Definition
The defined portions that together make up a published instrument approach procedure (IAP). A standard IAP is divided into five segments: the feeder route, the initial approach segment, the intermediate approach segment, the final approach segment, and the missed approach segment. Each segment begins and ends at a named fix or specified point, and each has its own course, altitude, and obstacle clearance criteria designed to transition the aircraft safely from the en route environment down to the runway, or to a missed approach if the landing cannot be completed.
Plain English
An instrument approach is broken into named parts. Each part takes the aircraft one step closer to the runway, with its own track to fly and its own minimum altitude. Together they form a continuous path from cruise flight down to landing, with a built-in escape path if the landing has to be abandoned.
Context Anchor
Seen when reading an instrument approach chart or studying how an instrument approach is built and flown.
Derivation
A segment is simply a piece of something larger.

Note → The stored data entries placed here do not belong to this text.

//! Query → answer orchestration.
//!
//! [`RagOrchestrator::answer`] runs retrieval, assembles a budgeted context
//! and calls the generator under the retry policy:
//!
//! - results found → grounded prompt with numbered citations
//! - nothing retrieved, or nothing fits the budget → ungrounded prompt,
//!   answer flagged `grounded: false`
//! - transient generation failures (including timeouts) → backoff + retry
//! - permanent generation failure → returned immediately
//!
//! Dropping the returned future at any `.await` (embedding, generation,
//! backoff) abandons the query without touching shared state.

use std::sync::Arc;

use futures::stream::BoxStream;
use serde::Serialize;
use tracing::{debug, info};

use crate::context::{Citation, Context, ContextAssembler};
use crate::error::{Capability, CapabilityError, RagError, Result};
use crate::generation::{GenerationOptions, GenerationRequest, Generator};
use crate::models::RetrievalResult;
use crate::retrieval::RetrievalPipeline;
use crate::retry::{with_retry, RetryPolicy};

/// The final answer to a query.
#[derive(Debug, Clone, Serialize)]
pub struct GeneratedAnswer {
    pub text: String,
    /// `false` when no context was retrieved.
    pub grounded: bool,
    pub citations: Vec<Citation>,
    /// Generation attempts made (1 = first try succeeded).
    pub attempts: u32,
    pub model: String,
}

/// Retrieval results, context and the prompt built from them.
#[derive(Debug, Clone)]
pub struct PreparedQuery {
    pub results: Vec<RetrievalResult>,
    pub context: Option<Context>,
    pub request: GenerationRequest,
}

impl PreparedQuery {
    pub fn grounded(&self) -> bool {
        self.context.is_some()
    }

    pub fn citations(&self) -> Vec<Citation> {
        self.context
            .as_ref()
            .map(|c| c.citations.clone())
            .unwrap_or_default()
    }
}

/// Composes retrieval, context assembly and generation.
#[derive(Clone)]
pub struct RagOrchestrator {
    retrieval: RetrievalPipeline,
    assembler: ContextAssembler,
    generator: Arc<dyn Generator>,
    retry: RetryPolicy,
    token_budget: usize,
    options: GenerationOptions,
}

impl RagOrchestrator {
    /// # Errors
    ///
    /// [`RagError::Config`] if `token_budget == 0`.
    pub fn new(
        retrieval: RetrievalPipeline,
        assembler: ContextAssembler,
        generator: Arc<dyn Generator>,
        token_budget: usize,
    ) -> Result<Self> {
        if token_budget == 0 {
            return Err(RagError::config("context token budget must be > 0"));
        }
        Ok(Self {
            retrieval,
            assembler,
            generator,
            retry: RetryPolicy::default(),
            token_budget,
            options: GenerationOptions::default(),
        })
    }

    pub fn with_retry_policy(mut self, retry: RetryPolicy) -> Self {
        self.retry = retry;
        self
    }

    pub fn with_options(mut self, options: GenerationOptions) -> Self {
        self.options = options;
        self
    }

    pub fn retrieval(&self) -> &RetrievalPipeline {
        &self.retrieval
    }

    /// Retrieve, assemble and build the prompt without generating.
    pub async fn prepare(&self, query: &str) -> Result<PreparedQuery> {
        let results = self.retrieval.retrieve_default(query).await?;

        if results.is_empty() {
            debug!("No results retrieved, using ungrounded prompt");
            return Ok(PreparedQuery {
                results,
                context: None,
                request: GenerationRequest::ungrounded(query.trim(), self.options),
            });
        }

        let context = self.assembler.assemble(&results, self.token_budget)?;
        if context.is_empty() {
            debug!(budget = context.budget, "Budget holds no context, using ungrounded prompt");
            return Ok(PreparedQuery {
                results,
                context: None,
                request: GenerationRequest::ungrounded(query.trim(), self.options),
            });
        }
        debug!(
            retrieved = results.len(),
            included = context.citations.len(),
            used = context.used,
            budget = context.budget,
            "Assembled context"
        );
        let request = GenerationRequest::grounded(query.trim(), &context, self.options);
        Ok(PreparedQuery {
            results,
            context: Some(context),
            request,
        })
    }

    /// Answer `query`.
    pub async fn answer(&self, query: &str) -> Result<GeneratedAnswer> {
        let prepared = self.prepare(query).await?;

        let generator = &self.generator;
        let request = &prepared.request;
        let (text, attempts) = with_retry(&self.retry, Capability::Generation, |_| {
            generator.generate(request)
        })
        .await?;

        let grounded = prepared.grounded();
        info!(
            grounded,
            attempts,
            citations = prepared.context.as_ref().map_or(0, |c| c.citations.len()),
            "Generated answer"
        );

        Ok(GeneratedAnswer {
            text,
            grounded,
            citations: prepared.citations(),
            attempts,
            model: self.generator.model_name().to_string(),
        })
    }

    /// Answer `query` as a stream of text fragments.
    ///
    /// Opening the stream is retried like [`answer`](Self::answer); errors
    /// after the first fragment are passed through to the caller.
    pub async fn answer_stream(
        &self,
        query: &str,
    ) -> Result<(
        PreparedQuery,
        BoxStream<'static, std::result::Result<String, CapabilityError>>,
    )> {
        let prepared = self.prepare(query).await?;
        let generator = &self.generator;
        let request = &prepared.request;
        let (stream, _) = with_retry(&self.retry, Capability::Generation, |_| {
            generator.generate_stream(request)
        })
        .await?;
        Ok((prepared, stream))
    }
}

#[cfg(test)]
mod tests {
    use super::*;
    use crate::context::BudgetUnit;
    use crate::embedding::{CachedEmbedder, EmbeddingCache, Embedder};
    use crate::index::VectorIndex;
    use crate::models::{ChunkMeta, EmbeddingVector, IndexEntry};
    use crate::retrieval::RetrievalParams;
    use async_trait::async_trait;
    use futures::TryStreamExt;
    use std::sync::atomic::{AtomicU32, Ordering};
    use std::time::Duration;

    struct ConstEmbedder;

    #[async_trait]
    impl Embedder for ConstEmbedder {
        fn model_name(&self) -> &str {
            "const"
        }
        fn dims(&self) -> usize {
            2
        }
        async fn embed(
            &self,
            texts: &[String],
        ) -> std::result::Result<Vec<Vec<f32>>, CapabilityError> {
            Ok(texts.iter().map(|_| vec![1.0, 0.0]).collect())
        }
    }

    enum Behavior {
        Echo,
        FailTransient(u32),
        FailPermanent,
        SlowFirst,
    }

    struct ScriptedGenerator {
        behavior: Behavior,
        calls: AtomicU32,
    }

    impl ScriptedGenerator {
        fn new(behavior: Behavior) -> Arc<Self> {
            Arc::new(Self {
                behavior,
                calls: AtomicU32::new(0),
            })
        }
    }

    #[async_trait]
    impl Generator for ScriptedGenerator {
        fn model_name(&self) -> &str {
            "scripted"
        }

        async fn generate(
            &self,
            request: &GenerationRequest,
        ) -> std::result::Result<String, CapabilityError> {
            let n = self.calls.fetch_add(1, Ordering::SeqCst);
            match self.behavior {
                Behavior::Echo => Ok(request.user.clone()),
                Behavior::FailTransient(times) if n < times => Err(CapabilityError::transient(
                    Capability::Generation,
                    "HTTP 429",
                )),
                Behavior::FailTransient(_) => Ok("recovered".to_string()),
                Behavior::FailPermanent => Err(CapabilityError::permanent(
                    Capability::Generation,
                    "HTTP 401",
                )),
                Behavior::SlowFirst => {
                    if n == 0 {
                        tokio::time::sleep(Duration::from_secs(30)).await;
                    }
                    Ok("eventually".to_string())
                }
            }
        }
    }

    fn index_with(texts: &[&str]) -> Arc<VectorIndex> {
        let index = Arc::new(VectorIndex::default());
        let entries = texts
            .iter()
            .enumerate()
            .map(|(i, t)| IndexEntry {
                chunk_id: format!("c{}", i),
                vector: EmbeddingVector::new("const", vec![1.0, i as f32 * 0.1]),
                meta: ChunkMeta {
                    document_id: "doc".to_string(),
                    source: "doc.txt".to_string(),
                    chunk_index: i as u32,
                    start: i * 100,
                    end: i * 100 + t.len(),
                    text: t.to_string(),
                },
            })
            .collect();
        index.insert(entries).unwrap();
        index
    }

    fn orchestrator(index: Arc<VectorIndex>, generator: Arc<dyn Generator>) -> RagOrchestrator {
        orchestrator_with_budget(index, generator, 500)
    }

    fn orchestrator_with_budget(
        index: Arc<VectorIndex>,
        generator: Arc<dyn Generator>,
        budget: usize,
    ) -> RagOrchestrator {
        let embedder = Arc::new(CachedEmbedder::new(
            Arc::new(ConstEmbedder),
            Arc::new(EmbeddingCache::unbounded()),
        ));
        let retrieval = RetrievalPipeline::new(embedder, index, RetrievalParams::default()).unwrap();
        RagOrchestrator::new(retrieval, ContextAssembler::new(BudgetUnit::Chars), generator, budget)
            .unwrap()
            .with_retry_policy(RetryPolicy {
                max_retries: 2,
                base_delay: Duration::from_millis(10),
                max_delay: Duration::from_millis(50),
                timeout: Some(Duration::from_secs(1)),
            })
    }

    #[tokio::test(start_paused = true)]
    async fn test_grounded_answer_has_citations() {
        let orch = orchestrator(
            index_with(&["Ferris is a crab.", "Cargo builds crates."]),
            ScriptedGenerator::new(Behavior::Echo),
        );
        let answer = orch.answer("Who is Ferris?").await.unwrap();
        assert!(answer.grounded);
        assert_eq!(answer.citations.len(), 2);
        assert_eq!(answer.citations[0].chunk_id, "c0");
        assert!(answer.text.contains("[1] Ferris is a crab."));
        assert!(answer.text.ends_with("Question: Who is Ferris?"));
        assert_eq!(answer.attempts, 1);
        assert_eq!(answer.model, "scripted");
    }

    #[tokio::test(start_paused = true)]
    async fn test_empty_index_yields_ungrounded_answer() {
        let orch = orchestrator(
            Arc::new(VectorIndex::default()),
            ScriptedGenerator::new(Behavior::Echo),
        );
        let answer = orch.answer("anything").await.unwrap();
        assert!(!answer.grounded);
        assert!(answer.citations.is_empty());
        assert_eq!(answer.text, "Question: anything");
    }

    #[tokio::test(start_paused = true)]
    async fn test_transient_generation_retried() {
        let generator = ScriptedGenerator::new(Behavior::FailTransient(2));
        let orch = orchestrator(index_with(&["text"]), generator.clone());
        let answer = orch.answer("q").await.unwrap();
        assert_eq!(answer.text, "recovered");
        assert_eq!(answer.attempts, 3);
    }

    #[tokio::test(start_paused = true)]
    async fn test_retry_exhaustion() {
        let generator = ScriptedGenerator::new(Behavior::FailTransient(10));
        let orch = orchestrator(index_with(&["text"]), generator.clone());
        let err = orch.answer("q").await.unwrap_err();
        assert!(matches!(err, RagError::CapabilityUnavailable { attempts: 3, .. }));
        assert_eq!(generator.calls.load(Ordering::SeqCst), 3);
    }

    #[tokio::test(start_paused = true)]
    async fn test_permanent_failure_is_fatal() {
        let generator = ScriptedGenerator::new(Behavior::FailPermanent);
        let orch = orchestrator(index_with(&["text"]), generator.clone());
        let err = orch.answer("q").await.unwrap_err();
        assert!(matches!(err, RagError::PermanentCapability { .. }));
        assert_eq!(generator.calls.load(Ordering::SeqCst), 1);
    }

    #[tokio::test(start_paused = true)]
    async fn test_generation_timeout_is_transient() {
        let generator = ScriptedGenerator::new(Behavior::SlowFirst);
        let orch = orchestrator(index_with(&["text"]), generator.clone());
        let answer = orch.answer("q").await.unwrap();
        assert_eq!(answer.text, "eventually");
        assert_eq!(answer.attempts, 2);
    }

    #[tokio::test(start_paused = true)]
    async fn test_invalid_query_not_generated() {
        let generator = ScriptedGenerator::new(Behavior::Echo);
        let orch = orchestrator(index_with(&["text"]), generator.clone());
        assert!(matches!(
            orch.answer("  ").await,
            Err(RagError::InvalidQuery(_))
        ));
        assert_eq!(generator.calls.load(Ordering::SeqCst), 0);
    }

    #[tokio::test(start_paused = true)]
    async fn test_answer_stream() {
        let orch = orchestrator(index_with(&["text"]), ScriptedGenerator::new(Behavior::Echo));
        let (prepared, stream) = orch.answer_stream("q").await.unwrap();
        assert!(prepared.grounded());
        let parts: Vec<String> = stream.try_collect().await.unwrap();
        assert_eq!(parts.concat(), prepared.request.user);
    }

    #[tokio::test(start_paused = true)]
    async fn test_prompt_context_respects_budget() {
        let long_a = "a".repeat(60);
        let long_b = "b".repeat(30);
        let short = "ccc";
        for budget in [10, 25, 40, 64] {
            let orch = orchestrator_with_budget(
                index_with(&[&long_a, &long_b, short]),
                ScriptedGenerator::new(Behavior::Echo),
                budget,
            );
            let answer = orch.answer("q").await.unwrap();
            assert!(answer.grounded);
            let sent = answer
                .text
                .strip_prefix("Context:\n")
                .and_then(|rest| rest.split("\n\nQuestion:").next())
                .unwrap();
            assert!(
                sent.chars().count() <= budget,
                "budget {} exceeded: {:?}",
                budget,
                sent
            );
            assert!(sent.starts_with("[1] "));
        }
    }

    #[tokio::test(start_paused = true)]
    async fn test_budget_below_marker_is_ungrounded() {
        let orch = orchestrator_with_budget(
            index_with(&["text"]),
            ScriptedGenerator::new(Behavior::Echo),
            3,
        );
        let answer = orch.answer("q").await.unwrap();
        assert!(!answer.grounded);
        assert_eq!(answer.text, "Question: q");
    }
}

The approach is split into pieces because each piece serves a distinct purpose — getting established, descending, lining up with the runway, and handling a go-around — and each needs its own protected airspace and altitude rules.
Why Pilots Care
Knowing the segments helps pilots manage speed, configuration, and navigation changes at the right times to fly the approach safely and compliantly.
Intuition Check
Do not think of segments as informal chunks of an approach. Here, segments are published parts of the procedure, each with a specific path, altitude requirement, and purpose.
Example Sentence 1
During the approach briefing, the pilot identified the initial, intermediate, and final segments and noted the minimum altitude for each.
Example Sentence 2
Each of the instrument approach procedure segments has its own protected airspace and minimum altitudes.